Follow Your Motion: A Generic Temporal Consistency Portrait Editing Framework with Trajectory Guidance
Journal:
arXiv
Published Date:
Mar 28, 2025
Abstract
Pre-trained conditional diffusion models have demonstrated remarkable
potential in image editing. However, they often face challenges with temporal
consistency, particularly in the talking head domain, where continuous changes
in facial expressions intensify the level of difficulty. These issues stem from
the independent editing of individual images and the inherent loss of temporal
continuity during the editing process. In this paper, we introduce Follow Your
Motion (FYM), a generic framework for maintaining temporal consistency in
portrait editing. Specifically, given portrait images rendered by a pre-trained
3D Gaussian Splatting model, we first develop a diffusion model that
intuitively and inherently learns motion trajectory changes at different scales
and pixel coordinates, from the first frame to each subsequent frame.
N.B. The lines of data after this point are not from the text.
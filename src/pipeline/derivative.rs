//! Derivative production: lossless full payload and lossy preview
//!
//! Both derivatives are read from the same post-grain raster. The full
//! payload keeps exact pixel fidelity; the preview trades fidelity for a
//! small, fast-to-display thumbnail.

use crate::io::configuration::{PREVIEW_JPEG_QUALITY, PREVIEW_SCALE};
use crate::io::error::{GenerationError, Result, encoding_error};
use image::codecs::jpeg::JpegEncoder;
use image::imageops::FilterType;
use image::{DynamicImage, RgbaImage};
use std::io::Cursor;
use tiny_skia::Pixmap;

/// Encoded payloads for one finished raster
pub struct Derivatives {
    /// Lossless PNG of the full-resolution raster
    pub full_png: Vec<u8>,
    /// JPEG preview, downsampled by [`PREVIEW_SCALE`] in both dimensions
    pub preview_jpeg: Vec<u8>,
}

/// Preview dimensions for a given full-resolution size
pub fn preview_dimensions(width: u32, height: u32) -> (u32, u32) {
    let scale = |value: u32| (f64::from(value) * PREVIEW_SCALE).floor() as u32;
    (scale(width), scale(height))
}

/// Encode the full payload and the preview derivative from one raster
///
/// # Errors
///
/// Returns [`GenerationError::Encoding`] if either encoder fails, or
/// [`GenerationError::EmptyPayload`] if an encoder completes without
/// producing bytes. Neither case substitutes a placeholder payload.
pub fn finalize(pixmap: &Pixmap) -> Result<Derivatives> {
    let width = pixmap.width();
    let height = pixmap.height();

    // The raster is fully opaque, so the pixmap's premultiplied bytes are
    // already straight RGBA
    let full = RgbaImage::from_raw(width, height, pixmap.data().to_vec())
        .ok_or(GenerationError::EmptyPayload { format: "rgba" })?;

    let mut full_png = Vec::new();
    full.write_to(&mut Cursor::new(&mut full_png), image::ImageFormat::Png)
        .map_err(|e| encoding_error("png", e))?;
    if full_png.is_empty() {
        return Err(GenerationError::EmptyPayload { format: "png" });
    }

    let (preview_width, preview_height) = preview_dimensions(width, height);
    let preview = image::imageops::resize(&full, preview_width, preview_height, FilterType::Triangle);
    let preview_rgb = DynamicImage::ImageRgba8(preview).to_rgb8();

    let mut preview_jpeg = Vec::new();
    JpegEncoder::new_with_quality(&mut Cursor::new(&mut preview_jpeg), PREVIEW_JPEG_QUALITY)
        .encode_image(&preview_rgb)
        .map_err(|e| encoding_error("jpeg", e))?;
    if preview_jpeg.is_empty() {
        return Err(GenerationError::EmptyPayload { format: "jpeg" });
    }

    Ok(Derivatives {
        full_png,
        preview_jpeg,
    })
}
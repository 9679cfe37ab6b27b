//! Shape variants and their path geometry

use tiny_skia::{Path, PathBuilder, Rect};

/// The closed set of primitive variants a composition draws from
#[derive(Clone, Copy, Debug, PartialEq, Eq)]
pub enum ShapeType {
    /// Filled or stroked circle centered on the anchor
    Circle,
    /// Filled square or rotated rectangle
    Rectangle,
    /// Filled isosceles triangle pointing up from the anchor
    Triangle,
    /// Stroked segment between two random points
    Line,
    /// Stroked partial circle around the anchor
    Arc,
}

impl ShapeType {
    /// All variants, in drawing-rule order, for uniform selection
    pub const ALL: [Self; 5] = [
        Self::Circle,
        Self::Rectangle,
        Self::Triangle,
        Self::Line,
        Self::Arc,
    ];
}

/// Circle of the given radius centered at `(cx, cy)`
pub fn circle_path(cx: f32, cy: f32, radius: f32) -> Option<Path> {
    let mut builder = PathBuilder::new();
    builder.push_circle(cx, cy, radius);
    builder.finish()
}

/// Axis-aligned rectangle; the caller supplies any rotation as a transform
pub fn rect_path(x: f32, y: f32, width: f32, height: f32) -> Option<Path> {
    let rect = Rect::from_xywh(x, y, width, height)?;
    let mut builder = PathBuilder::new();
    builder.push_rect(rect);
    builder.finish()
}

/// Isosceles triangle: apex at the anchor, base `scale` below and `scale`
/// to each side
pub fn triangle_path(x: f32, y: f32, scale: f32) -> Option<Path> {
    let mut builder = PathBuilder::new();
    builder.move_to(x, y);
    builder.line_to(x + scale, y + scale);
    builder.line_to(x - scale, y + scale);
    builder.close();
    builder.finish()
}

/// Straight segment from `(x0, y0)` to `(x1, y1)`
pub fn line_path(x0: f32, y0: f32, x1: f32, y1: f32) -> Option<Path> {
    let mut builder = PathBuilder::new();
    builder.move_to(x0, y0);
    builder.line_to(x1, y1);
    builder.finish()
}

/// Circular arc centered at `(cx, cy)`, sweeping counterclockwise from
/// angle zero through `sweep` radians
///
/// tiny-skia has no arc primitive, so the arc is approximated with cubic
/// Bezier segments of at most a quarter turn each, using the standard
/// `4/3 * tan(theta/4)` control-point distance. The approximation error is
/// far below one pixel at the radii used here.
pub fn arc_path(cx: f32, cy: f32, radius: f32, sweep: f32) -> Option<Path> {
    if sweep <= 0.0 || radius <= 0.0 {
        return None;
    }

    let segments = (sweep / std::f32::consts::FRAC_PI_2).ceil().max(1.0);
    let step = sweep / segments;
    let k = 4.0 / 3.0 * (step / 4.0).tan();

    let point_at = |angle: f32| (cx + radius * angle.cos(), cy + radius * angle.sin());
    // Unit tangent at `angle`, scaled by the radius
    let tangent_at = |angle: f32| (-radius * angle.sin(), radius * angle.cos());

    let mut builder = PathBuilder::new();
    let (start_x, start_y) = point_at(0.0);
    builder.move_to(start_x, start_y);

    let mut a0 = 0.0_f32;
    for _ in 0..segments as u32 {
        let a1 = a0 + step;
        let (p0x, p0y) = point_at(a0);
        let (p3x, p3y) = point_at(a1);
        let (t0x, t0y) = tangent_at(a0);
        let (t1x, t1y) = tangent_at(a1);

        builder.cubic_to(
            k.mul_add(t0x, p0x),
            k.mul_add(t0y, p0y),
            k.mul_add(-t1x, p3x),
            k.mul_add(-t1y, p3y),
            p3x,
            p3y,
        );
        a0 = a1;
    }

    builder.finish()
}

#[cfg(test)]
mod tests {
    use super::*;

    #[test]
    fn test_all_variants_listed_once() {
        assert_eq!(ShapeType::ALL.len(), 5);
        for (i, a) in ShapeType::ALL.iter().enumerate() {
            for b in ShapeType::ALL.iter().skip(i + 1) {
                assert_ne!(a, b);
            }
        }
    }

    #[test]
    fn test_arc_endpoints_lie_on_radius() {
        let sweep = std::f32::consts::PI;
        let path = arc_path(50.0, 50.0, 20.0, sweep).unwrap();
        let bounds = path.bounds();
        // Half circle from angle 0: spans x in [30, 70], y in [50, 70]
        assert!((bounds.left() - 30.0).abs() < 0.5);
        assert!((bounds.right() - 70.0).abs() < 0.5);
        assert!(bounds.top() >= 49.0);
        assert!((bounds.bottom() - 70.0).abs() < 0.5);
    }

    #[test]
    fn test_arc_rejects_degenerate_inputs() {
        assert!(arc_path(0.0, 0.0, 0.0, 1.0).is_none());
        assert!(arc_path(0.0, 0.0, 10.0, 0.0).is_none());
    }

    #[test]
    fn test_triangle_is_closed() {
        let path = triangle_path(10.0, 10.0, 5.0).unwrap();
        let bounds = path.bounds();
        assert!((bounds.left() - 5.0).abs() < f32::EPSILON);
        assert!((bounds.right() - 15.0).abs() < f32::EPSILON);
    }
}
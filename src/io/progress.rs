//! Batch progress display for interactive runs

use crate::io::configuration::PROGRESS_BAR_WIDTH;
use indicatif::{ProgressBar, ProgressStyle};
use std::sync::LazyLock;

static BATCH_STYLE: LazyLock<ProgressStyle> = LazyLock::new(|| {
    ProgressStyle::default_bar()
        .template(&format!(
            "[{{elapsed_precise}}] Assets: [{{bar:{PROGRESS_BAR_WIDTH}.cyan/blue}}] {{pos}}/{{len}} {{msg}}"
        ))
        .unwrap_or_else(|_| ProgressStyle::default_bar())
        .progress_chars("█▉▊▋▌▍▎▏ ")
});

/// Single batch progress bar, advanced once per attempted generation call
pub struct ProgressManager {
    bar: ProgressBar,
}

impl ProgressManager {
    /// Create a bar sized to the requested batch count
    pub fn new(total: usize) -> Self {
        let bar = ProgressBar::new(total as u64);
        bar.set_style(BATCH_STYLE.clone());
        Self { bar }
    }

    /// Record one successfully generated asset
    pub fn asset_completed(&self, filename: &str) {
        self.bar.set_message(filename.to_string());
        self.bar.inc(1);
    }

    /// Record one failed generation call
    pub fn asset_failed(&self, index: usize) {
        self.bar.set_message(format!("index {index} failed"));
        self.bar.inc(1);
    }

    /// Clean up the progress display
    pub fn finish(&self, succeeded: usize, requested: usize) {
        self.bar
            .finish_with_message(format!("{succeeded}/{requested} assets generated"));
    }
}
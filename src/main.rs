//! CLI entry point for batch artwork generation

use bauhausgen::io::cli::{BatchProcessor, Cli};
use clap::Parser;

fn main() -> bauhausgen::Result<()> {
    let cli = Cli::parse();
    let mut processor = BatchProcessor::new(cli);
    processor.process()
}
//! Procedural generation of Bauhaus-style abstract artwork for stock asset batches
//!
//! The system composites randomly parameterized geometric primitives onto a
//! palette-themed canvas, applies a grain texture pass, and produces a
//! lossless full-resolution payload plus a low-resolution preview per
//! asset. Batches of independent generation calls feed an export bundle of
//! named image payloads and a descriptive metadata table.

#![forbid(unsafe_code)]

/// Primitive composition, shape geometry, and the grain pass
pub mod compose;
/// Input/output operations and error handling
pub mod io;
/// Palette definitions and color handling
pub mod palette;
/// Generation pipeline and batch orchestration
pub mod pipeline;

pub use io::error::{GenerationError, Result};
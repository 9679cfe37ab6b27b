//! Error types for generation, encoding, and export operations

use std::fmt;
use std::path::PathBuf;

/// Main error type for all generation operations
#[derive(Debug)]
pub enum GenerationError {
    /// Drawing surface could not be allocated for the requested dimensions
    ///
    /// Fatal for the single generation call that hit it; other calls in a
    /// batch are unaffected.
    ContextAcquisition {
        /// Requested canvas width in pixels
        width: u32,
        /// Requested canvas height in pixels
        height: u32,
    },

    /// Raster could not be serialized to the output payload format
    Encoding {
        /// Target format ("png" or "jpeg")
        format: &'static str,
        /// Underlying encoder error
        source: image::ImageError,
    },

    /// Encoder completed without producing any payload bytes
    EmptyPayload {
        /// Target format ("png" or "jpeg")
        format: &'static str,
    },

    /// Configuration parameter validation failed
    InvalidParameter {
        /// Name of the invalid parameter
        parameter: &'static str,
        /// Provided value that failed validation
        value: String,
        /// Explanation of why the value is invalid
        reason: String,
    },

    /// Color literal is not a valid `#RRGGBB` string
    InvalidColor {
        /// The offending color string
        value: String,
        /// Explanation of the malformation
        reason: &'static str,
    },

    /// File system operation failure during export
    FileSystem {
        /// Path involved in the operation
        path: PathBuf,
        /// Description of the operation that failed
        operation: &'static str,
        /// Underlying I/O error
        source: std::io::Error,
    },
}

impl fmt::Display for GenerationError {
    fn fmt(&self, f: &mut fmt::Formatter<'_>) -> fmt::Result {
        match self {
            Self::ContextAcquisition { width, height } => {
                write!(f, "Failed to acquire a {width}x{height} drawing surface")
            }
            Self::Encoding { format, source } => {
                write!(f, "Failed to encode raster as {format}: {source}")
            }
            Self::EmptyPayload { format } => {
                write!(f, "Encoder produced no {format} payload bytes")
            }
            Self::InvalidParameter {
                parameter,
                value,
                reason,
            } => {
                write!(f, "Invalid parameter '{parameter}' = '{value}': {reason}")
            }
            Self::InvalidColor { value, reason } => {
                write!(f, "Invalid color literal '{value}': {reason}")
            }
            Self::FileSystem {
                path,
                operation,
                source,
            } => {
                write!(
                    f,
                    "File system error during {operation} on '{}': {source}",
                    path.display()
                )
            }
        }
    }
}

impl std::error::Error for GenerationError {
    fn source(&self) -> Option<&(dyn std::error::Error + 'static)> {
        match self {
            Self::Encoding { source, .. } => Some(source),
            Self::FileSystem { source, .. } => Some(source),
            _ => None,
        }
    }
}

/// Convenience type alias for generation results
pub type Result<T> = std::result::Result<T, GenerationError>;

impl From<std::io::Error> for GenerationError {
    fn from(err: std::io::Error) -> Self {
        Self::FileSystem {
            path: PathBuf::from("<unknown>"),
            operation: "unknown",
            source: err,
        }
    }
}

/// Create an invalid parameter error
pub fn invalid_parameter(
    parameter: &'static str,
    value: &impl ToString,
    reason: &impl ToString,
) -> GenerationError {
    GenerationError::InvalidParameter {
        parameter,
        value: value.to_string(),
        reason: reason.to_string(),
    }
}

/// Create an encoding error for the given payload format
pub const fn encoding_error(format: &'static str, source: image::ImageError) -> GenerationError {
    GenerationError::Encoding { format, source }
}

#[cfg(test)]
mod tests {
    use super::*;

    #[test]
    fn test_display_context_acquisition() {
        let err = GenerationError::ContextAcquisition {
            width: 4500,
            height: 3000,
        };
        assert_eq!(
            err.to_string(),
            "Failed to acquire a 4500x3000 drawing surface"
        );
    }

    #[test]
    fn test_invalid_parameter_helper() {
        let err = invalid_parameter("shape_count_min", &9, &"must not exceed shape_count_max");
        match err {
            GenerationError::InvalidParameter {
                parameter, value, ..
            } => {
                assert_eq!(parameter, "shape_count_min");
                assert_eq!(value, "9");
            }
            _ => unreachable!("Expected InvalidParameter error type"),
        }
    }
}
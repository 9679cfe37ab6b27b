//! Hex color literal parsing and translucent color construction

use crate::io::error::{GenerationError, Result};

/// An opaque RGB color decoded from a `#RRGGBB` literal
#[derive(Clone, Copy, Debug, PartialEq, Eq)]
pub struct Rgb {
    /// Red channel
    pub r: u8,
    /// Green channel
    pub g: u8,
    /// Blue channel
    pub b: u8,
}

impl Rgb {
    /// Parse a 6-digit hex color literal prefixed with `#`
    ///
    /// # Errors
    ///
    /// Returns [`GenerationError::InvalidColor`] if the literal is not
    /// exactly `#` followed by six hex digits.
    pub fn from_hex(hex: &str) -> Result<Self> {
        let digits = hex
            .strip_prefix('#')
            .ok_or_else(|| GenerationError::InvalidColor {
                value: hex.to_string(),
                reason: "missing '#' prefix",
            })?;

        if digits.len() != 6 {
            return Err(GenerationError::InvalidColor {
                value: hex.to_string(),
                reason: "expected exactly six hex digits",
            });
        }

        let parse_channel = |range: std::ops::Range<usize>| {
            digits
                .get(range)
                .and_then(|pair| u8::from_str_radix(pair, 16).ok())
                .ok_or_else(|| GenerationError::InvalidColor {
                    value: hex.to_string(),
                    reason: "channel is not a hex byte",
                })
        };

        Ok(Self {
            r: parse_channel(0..2)?,
            g: parse_channel(2..4)?,
            b: parse_channel(4..6)?,
        })
    }

    /// Convert to a tiny-skia color with the given alpha in [0, 1]
    pub fn with_alpha(self, alpha: f64) -> tiny_skia::Color {
        let alpha = alpha.clamp(0.0, 1.0) as f32;
        tiny_skia::Color::from_rgba(
            f32::from(self.r) / 255.0,
            f32::from(self.g) / 255.0,
            f32::from(self.b) / 255.0,
            alpha,
        )
        .unwrap_or(tiny_skia::Color::BLACK)
    }

    /// Convert to a fully opaque tiny-skia color
    pub fn opaque(self) -> tiny_skia::Color {
        tiny_skia::Color::from_rgba8(self.r, self.g, self.b, 255)
    }
}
This
approach ensures that temporally inconsistent edited avatars inherit the motion
information from the rendered avatars. Secondly, to maintain fine-grained
expression temporal consistency in talking head editing, we propose a dynamic
re-weighted attention mechanism. This mechanism assigns higher weight
coefficients to landmark points in space and dynamically updates these weights
based on landmark loss, achieving more consistent and refined facial
expressions. Extensive experiments demonstrate that our method outperforms
existing approaches in terms of temporal consistency and can be used to
optimize and compensate for temporally inconsistent outputs in a range of
applications, such as text-driven editing, relighting, and various other
applications.